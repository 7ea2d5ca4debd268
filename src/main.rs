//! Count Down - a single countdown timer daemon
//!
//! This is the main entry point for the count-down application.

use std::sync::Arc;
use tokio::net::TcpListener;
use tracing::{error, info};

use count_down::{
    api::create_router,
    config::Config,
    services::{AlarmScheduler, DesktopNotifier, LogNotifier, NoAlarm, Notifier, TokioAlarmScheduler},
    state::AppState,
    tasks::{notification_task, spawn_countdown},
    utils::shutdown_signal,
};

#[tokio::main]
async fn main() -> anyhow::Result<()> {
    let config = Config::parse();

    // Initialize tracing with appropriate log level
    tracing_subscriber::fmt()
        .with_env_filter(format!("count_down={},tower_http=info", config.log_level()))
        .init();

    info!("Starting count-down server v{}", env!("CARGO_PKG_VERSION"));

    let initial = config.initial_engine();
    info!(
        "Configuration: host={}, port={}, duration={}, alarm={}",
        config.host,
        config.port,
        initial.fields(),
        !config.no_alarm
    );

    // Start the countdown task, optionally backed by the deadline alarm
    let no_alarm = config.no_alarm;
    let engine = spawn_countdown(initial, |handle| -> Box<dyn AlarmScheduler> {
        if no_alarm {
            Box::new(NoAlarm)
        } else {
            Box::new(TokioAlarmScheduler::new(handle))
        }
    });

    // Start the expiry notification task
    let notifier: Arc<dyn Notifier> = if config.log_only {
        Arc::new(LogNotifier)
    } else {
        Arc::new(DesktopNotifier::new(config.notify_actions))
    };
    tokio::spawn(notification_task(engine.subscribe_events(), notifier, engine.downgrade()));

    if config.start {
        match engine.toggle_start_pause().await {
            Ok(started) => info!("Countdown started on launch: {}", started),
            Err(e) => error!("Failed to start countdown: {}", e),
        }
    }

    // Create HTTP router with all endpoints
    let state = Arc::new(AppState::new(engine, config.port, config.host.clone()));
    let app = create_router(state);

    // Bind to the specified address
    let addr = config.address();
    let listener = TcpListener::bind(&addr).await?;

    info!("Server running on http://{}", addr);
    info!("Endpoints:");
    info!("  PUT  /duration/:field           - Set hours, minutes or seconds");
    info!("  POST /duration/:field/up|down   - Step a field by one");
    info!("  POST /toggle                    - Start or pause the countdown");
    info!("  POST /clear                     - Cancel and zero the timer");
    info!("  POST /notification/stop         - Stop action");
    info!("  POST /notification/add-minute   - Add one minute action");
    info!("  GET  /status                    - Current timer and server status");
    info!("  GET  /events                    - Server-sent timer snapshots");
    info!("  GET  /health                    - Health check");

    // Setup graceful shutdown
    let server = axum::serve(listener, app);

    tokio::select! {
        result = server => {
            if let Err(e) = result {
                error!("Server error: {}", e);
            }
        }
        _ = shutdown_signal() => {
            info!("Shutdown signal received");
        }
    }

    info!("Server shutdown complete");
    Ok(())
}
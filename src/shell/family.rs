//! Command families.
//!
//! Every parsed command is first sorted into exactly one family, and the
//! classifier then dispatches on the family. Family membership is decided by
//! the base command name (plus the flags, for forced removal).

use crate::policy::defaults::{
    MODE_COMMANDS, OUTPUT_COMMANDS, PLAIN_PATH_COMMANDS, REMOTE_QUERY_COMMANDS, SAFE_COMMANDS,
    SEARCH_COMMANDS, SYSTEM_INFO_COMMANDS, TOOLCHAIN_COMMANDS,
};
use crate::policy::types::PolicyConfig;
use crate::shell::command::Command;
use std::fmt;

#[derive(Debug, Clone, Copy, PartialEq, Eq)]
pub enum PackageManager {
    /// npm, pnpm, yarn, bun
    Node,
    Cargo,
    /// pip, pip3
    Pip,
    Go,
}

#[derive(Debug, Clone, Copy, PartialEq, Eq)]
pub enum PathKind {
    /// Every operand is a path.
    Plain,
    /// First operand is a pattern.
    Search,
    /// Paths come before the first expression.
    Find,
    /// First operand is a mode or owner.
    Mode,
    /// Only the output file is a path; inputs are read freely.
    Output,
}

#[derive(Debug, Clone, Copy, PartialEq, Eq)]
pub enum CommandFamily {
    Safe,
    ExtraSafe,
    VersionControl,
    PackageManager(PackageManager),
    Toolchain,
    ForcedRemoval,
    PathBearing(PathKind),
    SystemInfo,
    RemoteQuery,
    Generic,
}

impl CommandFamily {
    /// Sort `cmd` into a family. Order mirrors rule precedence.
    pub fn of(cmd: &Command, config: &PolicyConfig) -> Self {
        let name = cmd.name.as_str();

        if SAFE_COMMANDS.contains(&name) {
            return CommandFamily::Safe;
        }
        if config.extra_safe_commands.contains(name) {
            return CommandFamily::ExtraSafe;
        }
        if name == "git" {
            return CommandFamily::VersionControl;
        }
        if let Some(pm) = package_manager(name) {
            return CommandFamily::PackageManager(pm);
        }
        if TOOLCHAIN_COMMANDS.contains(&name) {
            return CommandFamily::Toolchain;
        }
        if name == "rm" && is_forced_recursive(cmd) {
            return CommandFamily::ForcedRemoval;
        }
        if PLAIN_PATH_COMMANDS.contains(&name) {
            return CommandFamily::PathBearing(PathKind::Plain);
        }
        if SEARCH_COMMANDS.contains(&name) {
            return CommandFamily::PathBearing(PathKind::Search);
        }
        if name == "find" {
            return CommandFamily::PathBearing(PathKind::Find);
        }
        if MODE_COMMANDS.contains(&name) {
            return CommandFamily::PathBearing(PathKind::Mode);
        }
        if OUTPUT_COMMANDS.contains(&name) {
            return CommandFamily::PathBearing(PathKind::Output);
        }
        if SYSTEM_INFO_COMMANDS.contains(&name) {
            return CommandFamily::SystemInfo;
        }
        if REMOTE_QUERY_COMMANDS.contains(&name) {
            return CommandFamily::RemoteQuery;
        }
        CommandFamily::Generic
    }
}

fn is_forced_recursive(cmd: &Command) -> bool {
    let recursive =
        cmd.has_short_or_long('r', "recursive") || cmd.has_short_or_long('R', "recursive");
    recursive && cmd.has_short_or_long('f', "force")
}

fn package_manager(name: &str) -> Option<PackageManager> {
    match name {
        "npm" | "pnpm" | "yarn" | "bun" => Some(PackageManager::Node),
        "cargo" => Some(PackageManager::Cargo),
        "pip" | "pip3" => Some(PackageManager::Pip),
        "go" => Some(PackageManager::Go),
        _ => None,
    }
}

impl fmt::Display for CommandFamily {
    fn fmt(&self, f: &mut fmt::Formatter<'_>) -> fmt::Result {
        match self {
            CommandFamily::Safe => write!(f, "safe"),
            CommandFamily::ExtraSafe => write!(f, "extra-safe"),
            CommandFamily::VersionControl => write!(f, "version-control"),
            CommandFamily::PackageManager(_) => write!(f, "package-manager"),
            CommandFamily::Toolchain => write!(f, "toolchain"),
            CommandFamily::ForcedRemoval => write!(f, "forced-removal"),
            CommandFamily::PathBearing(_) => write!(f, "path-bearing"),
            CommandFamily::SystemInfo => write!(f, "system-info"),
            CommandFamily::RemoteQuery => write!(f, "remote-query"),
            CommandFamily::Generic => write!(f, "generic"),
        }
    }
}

________________________

## TASK INSTRUCTIONS
Please write out every line of the data exactly.

## SOLUTION TO THE PROBLEM
repository 7ea2d5ca4debd268
filename src/main.rs
//! Count Down - a single countdown timer daemon
//!
//! This is the main entry point for the count-down application.

use std::sync::Arc;
use tokio::net::TcpListener;
use tracing::{error, info};

use count_down::{
    api::create_router,
    config::Config,
    services::{AlarmScheduler, DesktopNotifier, LogNotifier, NoAlarm, Notifier, TokioAlarmScheduler},
    state::AppState,
    tasks::{notification_task, spawn_countdown},
    utils::shutdown_signal,
};

#[tokio::main]
async fn main() -> anyhow::Result<()> {
    let config = Config::parse();

    // Initialize tracing with appropriate log level
    tracing_subscriber::fmt()
        .with_env_filter(format!("count_down={},tower_http=info", config.log_level()))
        .init();

    info!("Starting count-down server v{}", env!("CARGO_PKG_VERSION"));

    let initial = config.initial_engine();
    info!(
        "Configuration: host={}, port={}, duration={}, alarm={}",
        config.host,
        config.port,
        initial.fields(),
        !config.no_alarm
    );

    // Start the countdown task, optionally backed by the deadline alarm
    let no_alarm = config.no_alarm;
    let engine = spawn_countdown(initial, |handle| -> Box<dyn AlarmScheduler> {
        if no_alarm {
            Box::new(NoAlarm)
        } else {
            Box::new(TokioAlarmScheduler::new(handle))
        }
    });

    // Start the expiry notification task
    let notifier: Arc<dyn Notifier> = if config.log_only {
        Arc::new(LogNotifier)
    } else {
        Arc::new(DesktopNotifier::new(config.notify_actions))
    };
    tokio::spawn(notification_task(engine.subscribe_events(), notifier, engine.downgrade()));

    if config.start {
        match engine.toggle_start_pause().await {
            Ok(started) => info!("Countdown started on launch: {}", started),
            Err(e) => error!("Failed to start countdown: {}", e),
        }
    }

    // Create HTTP router with all endpoints
    let state = Arc::new(AppState::new(engine, config.port, config.host.clone()));
    let app = create_router(state);

    // Bind to the specified address
    let addr = config.address();
    let listener = TcpListener::bind(&addr).await?;

    info!("Server running on http://{}", addr);
    info!("Endpoints:");
    info!("  PUT  /duration/:field           - Set hours, minutes or seconds");
    info!("  POST /duration/:field/up|down   - Step a field by one");
    info!("  POST /toggle                    - Start or pause the countdown");
    info!("  POST /clear                     - Cancel and zero the timer");
    info!("  POST /notification/stop         - Stop action");
    info!("  POST /notification/add-minute   - Add one minute action");
    info!("  GET  /status                    - Current timer and server status");
    info!("  GET  /events                    - Server-sent timer snapshots");
    info!("  GET  /health                    - Health check");

    // Setup graceful shutdown
    let server = axum::serve(listener, app);

    tokio::select! {
        result = server => {
            if let Err(e) = result {
                error!("Server error: {}", e);
            }
        }
        _ = shutdown_signal() => {
            info!("Shutdown signal received");
        }
    }

    info!("Server shutdown complete");
    Ok(())
}
filename src/shell/family.rs
//! Command families.
//!
//! Every parsed command is first sorted into exactly one family, and the
//! classifier then dispatches on the family. Family membership is decided by
//! the base command name (plus the flags, for forced removal).

use crate::policy::defaults::{
    MODE_COMMANDS, OUTPUT_COMMANDS, PLAIN_PATH_COMMANDS, REMOTE_QUERY_COMMANDS, SAFE_COMMANDS,
    SEARCH_COMMANDS, SYSTEM_INFO_COMMANDS, TOOLCHAIN_COMMANDS,
};
use crate::policy::types::PolicyConfig;
use crate::shell::command::Command;
use std::fmt;

#[derive(Debug, Clone, Copy, PartialEq, Eq)]
pub enum PackageManager {
    /// npm, pnpm, yarn, bun
    Node,
    Cargo,
    /// pip, pip3
    Pip,
    Go,
}

#[derive(Debug, Clone, Copy, PartialEq, Eq)]
pub enum PathKind {
    /// Every operand is a path.
    Plain,
    /// First operand is a pattern.
    Search,
    /// Paths come before the first expression.
    Find,
    /// First operand is a mode or owner.
    Mode,
    /// Only the output file is a path; inputs are read freely.
    Output,
}

#[derive(Debug, Clone, Copy, PartialEq, Eq)]
pub enum CommandFamily {
    Safe,
    ExtraSafe,
    VersionControl,
    PackageManager(PackageManager),
    Toolchain,
    ForcedRemoval,
    PathBearing(PathKind),
    SystemInfo,
    RemoteQuery,
    Generic,
}

impl CommandFamily {
    /// Sort `cmd` into a family. Order mirrors rule precedence.
    pub fn of(cmd: &Command, config: &PolicyConfig) -> Self {
        let name = cmd.name.as_str();

        if SAFE_COMMANDS.contains(&name) {
            return CommandFamily::Safe;
        }
        if config.extra_safe_commands.contains(name) {
            return CommandFamily::ExtraSafe;
        }
        if name == "git" {
            return CommandFamily::VersionControl;
        }
        if let Some(pm) = package_manager(name) {
            return CommandFamily::PackageManager(pm);
        }
        if TOOLCHAIN_COMMANDS.contains(&name) {
            return CommandFamily::Toolchain;
        }
        if name == "rm" && is_forced_recursive(cmd) {
            return CommandFamily::ForcedRemoval;
        }
        if PLAIN_PATH_COMMANDS.contains(&name) {
            return CommandFamily::PathBearing(PathKind::Plain);
        }
        if SEARCH_COMMANDS.contains(&name) {
            return CommandFamily::PathBearing(PathKind::Search);
        }
        if name == "find" {
            return CommandFamily::PathBearing(PathKind::Find);
        }
        if MODE_COMMANDS.contains(&name) {
            return CommandFamily::PathBearing(PathKind::Mode);
        }
        if OUTPUT_COMMANDS.contains(&name) {
            return CommandFamily::PathBearing(PathKind::Output);
        }
        if SYSTEM_INFO_COMMANDS.contains(&name) {
            return CommandFamily::SystemInfo;
        }
        if REMOTE_QUERY_COMMANDS.contains(&name) {
            return CommandFamily::RemoteQuery;
        }
        CommandFamily::Generic
    }
}

fn is_forced_recursive(cmd: &Command) -> bool {
    let recursive =
        cmd.has_short_or_long('r', "recursive") || cmd.has_short_or_long('R', "recursive");
    recursive && cmd.has_short_or_long('f', "force")
}

fn package_manager(name: &str) -> Option<PackageManager> {
    match name {
        "npm" | "pnpm" | "yarn" | "bun" => Some(PackageManager::Node),
        "cargo" => Some(PackageManager::Cargo),
        "pip" | "pip3" => Some(PackageManager::Pip),
        "go" => Some(PackageManager::Go),
        _ => None,
    }
}

impl fmt::Display for CommandFamily {
    fn fmt(&self, f: &mut fmt::Formatter<'_>) -> fmt::Result {
        match self {
            CommandFamily::Safe => write!(f, "safe"),
            CommandFamily::ExtraSafe => write!(f, "extra-safe"),
            CommandFamily::VersionControl => write!(f, "version-control"),
            CommandFamily::PackageManager(_) => write!(f, "package-manager"),
            CommandFamily::Toolchain => write!(f, "toolchain"),
            CommandFamily::ForcedRemoval => write!(f, "forced-removal"),
            CommandFamily::PathBearing(_) => write!(f, "path-bearing"),
            CommandFamily::SystemInfo => write!(f, "system-info"),
            CommandFamily::RemoteQuery => write!(f, "remote-query"),
            CommandFamily::Generic => write!(f, "generic"),
        }
    }
}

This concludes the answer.